BACKGROUND: The humanoid robot WE4-RII was designed to express human emotions in order to improve human-robot interaction. We can read the emotions depicted in its gestures, yet might utilize different neural processes than those used for reading the emotions in human agents. METHODOLOGY: Here, fMRI was used to assess how brain areas activated by the perception of human basic emotions (facial expression of Anger, Joy, Disgust) and silent speech respond to a humanoid robot impersonating the same emotions, while participants were instructed to attend either to the emotion or to the motion depicted.

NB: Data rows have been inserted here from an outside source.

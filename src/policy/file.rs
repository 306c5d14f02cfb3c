//! Loading security rule files.
//!
//! A rule file is a YAML map of package name to a list of clauses:
//!
//! ```yaml
//! sudo:
//!   - version: "*"
//!     release: "*"
//!     waivers:
//!       bad: security
//!     actions:
//!       setuid: info
//!   - version: "1\\.9\\..*"
//!     actions:
//!       setuid: skip
//! ```

use super::rules::{RuleClause, SecurityRuleSet};
use crate::error::{ErrorContext, InspectError, Result};
use crate::model::{Severity, WaiverAuthority};
use serde::Deserialize;
use std::collections::BTreeMap;
use std::path::Path;

fn any_pattern() -> String {
    "*".to_string()
}

#[derive(Debug, Deserialize)]
#[serde(deny_unknown_fields)]
struct RawClause {
    #[serde(default = "any_pattern")]
    version: String,
    #[serde(default = "any_pattern")]
    release: String,
    #[serde(default)]
    waivers: BTreeMap<Severity, WaiverAuthority>,
    #[serde(default)]
    actions: BTreeMap<String, Severity>,
}

/// Parse a rule document. Any invalid pattern fails the whole load.
pub fn parse_rule_str(content: &str) -> Result<SecurityRuleSet> {
    let raw: BTreeMap<String, Vec<RawClause>> =
        serde_yaml::from_str(content).context("security rules")?;

    let mut rules = SecurityRuleSet::new();
    for (package, clauses) in raw {
        for raw in clauses {
            let mut clause = RuleClause::new(&raw.version, &raw.release)
                .with_context(|| format!("rule for package '{package}'"))?;
            clause.waivers = raw.waivers;
            clause.actions = raw.actions;
            rules.insert(package.clone(), clause);
        }
    }
    Ok(rules)
}

/// Load a rule file from disk.
pub fn load_rule_file(path: &Path) -> Result<SecurityRuleSet> {
    let content = std::fs::read_to_string(path).map_err(|e| InspectError::io(path, e))?;
    let rules = parse_rule_str(&content)?;
    tracing::info!(
        path = %path.display(),
        packages = rules.packages().len(),
        clauses = rules.len(),
        "Loaded security rules"
    );
    Ok(rules)
}
//! Version and release patterns used by security rule clauses.

use crate::error::{InspectError, Result};
use regex::Regex;
use std::fmt;

/// Characters that turn a pattern into a regular expression. A plain `.`
/// is not among them, since every dotted version would qualify.
const REGEX_META: &[char] = &['*', '?', '[', ']', '(', ')', '{', '}', '|', '+', '^', '$', '\\'];

/// A pattern matched against a package version or release string.
#[derive(Debug, Clone, Default)]
pub enum VersionPattern {
    /// `*` or empty: matches anything
    #[default]
    Any,
    /// Literal match
    Exact(String),
    /// Anchored regular expression
    Regex { source: String, regex: Regex },
}

impl VersionPattern {
    /// Parse a pattern string, compiling it if it looks like a regex.
    pub fn parse(pattern: &str) -> Result<Self> {
        let pattern = pattern.trim();
        if pattern.is_empty() || pattern == "*" {
            return Ok(Self::Any);
        }
        if !pattern.contains(REGEX_META) {
            return Ok(Self::Exact(pattern.to_string()));
        }

        let regex = Regex::new(&format!("^(?:{pattern})$"))
            .map_err(|e| InspectError::rule_pattern(pattern, e.to_string()))?;
        Ok(Self::Regex {
            source: pattern.to_string(),
            regex,
        })
    }

    #[must_use]
    pub fn matches(&self, value: &str) -> bool {
        match self {
            Self::Any => true,
            Self::Exact(s) => s == value,
            Self::Regex { regex, .. } => regex.is_match(value),
        }
    }

    /// Specificity used to rank matching clauses.
    #[must_use]
    pub const fn score(&self) -> u8 {
        match self {
            Self::Any => 0,
            Self::Regex { .. } => 1,
            Self::Exact(_) => 2,
        }
    }

    #[must_use]
    pub fn as_str(&self) -> &str {
        match self {
            Self::Any => "*",
            Self::Exact(s) | Self::Regex { source: s, .. } => s,
        }
    }
}

impl PartialEq for VersionPattern {
    fn eq(&self, other: &Self) -> bool {
        self.score() == other.score() && self.as_str() == other.as_str()
    }
}

impl Eq for VersionPattern {}

impl fmt::Display for VersionPattern {
    fn fmt(&self, f: &mut fmt::Formatter<'_>) -> fmt::Result {
        f.write_str(self.as_str())
    }
}

#[cfg(test)]
mod tests {
    use super::*;

    #[test]
    fn test_pattern_kinds() {
        assert_eq!(VersionPattern::parse("*").expect("any"), VersionPattern::Any);
        assert_eq!(VersionPattern::parse("").expect("any"), VersionPattern::Any);
        assert!(matches!(
            VersionPattern::parse("2.0").expect("exact"),
            VersionPattern::Exact(_)
        ));
        assert!(matches!(
            VersionPattern::parse("2\\..*").expect("regex"),
            VersionPattern::Regex { .. }
        ));
    }

    #[test]
    fn test_regex_is_anchored() {
        let p = VersionPattern::parse("1\\.el[0-9]+").expect("regex");
        assert!(p.matches("1.el9"));
        assert!(!p.matches("21.el9"));
        assert!(!p.matches("1.el9_2"));
    }

    #[test]
    fn test_exact_does_not_treat_dot_as_wildcard() {
        let p = VersionPattern::parse("2.0").expect("exact");
        assert!(p.matches("2.0"));
        assert!(!p.matches("2x0"));
    }

    #[test]
    fn test_invalid_regex_rejected() {
        let err = VersionPattern::parse("1.(").expect_err("unbalanced");
        assert!(matches!(err, InspectError::RulePattern { ref pattern, .. } if pattern == "1.("));
    }

    #[test]
    fn test_scores() {
        assert!(
            VersionPattern::parse("1.0").expect("exact").score()
                > VersionPattern::parse("1.*").expect("regex").score()
        );
        assert_eq!(VersionPattern::Any.score(), 0);
    }
}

PRINCIPAL FINDINGS: Increased responses to robot compared to human stimuli in the occipital and posterior temporal cortices suggest additional visual processing when perceiving a mechanical anthropomorphic agent. In contrast, activity in cortical areas endowed with mirror properties, like left Broca's area for the perception of speech, and in the processing of emotions like the left anterior insula for the perception of disgust and the orbitofrontal cortex for the perception of anger, is reduced for robot stimuli, suggesting lesser resonance with the mechanical agent. Finally, instructions to explicitly attend to the emotion significantly increased response to robot, but not human facial expressions in the anterior part of the left inferior frontal gyrus, a neural marker of motor resonance. CONCLUSIONS: Motor resonance towards a humanoid robot, but not a human, display of facial emotion is increased when attention is directed towards judging emotions. SIGNIFICANCE: Artificial agents can be used to assess how factors like anthropomorphism affect neural response to the perception of human actions.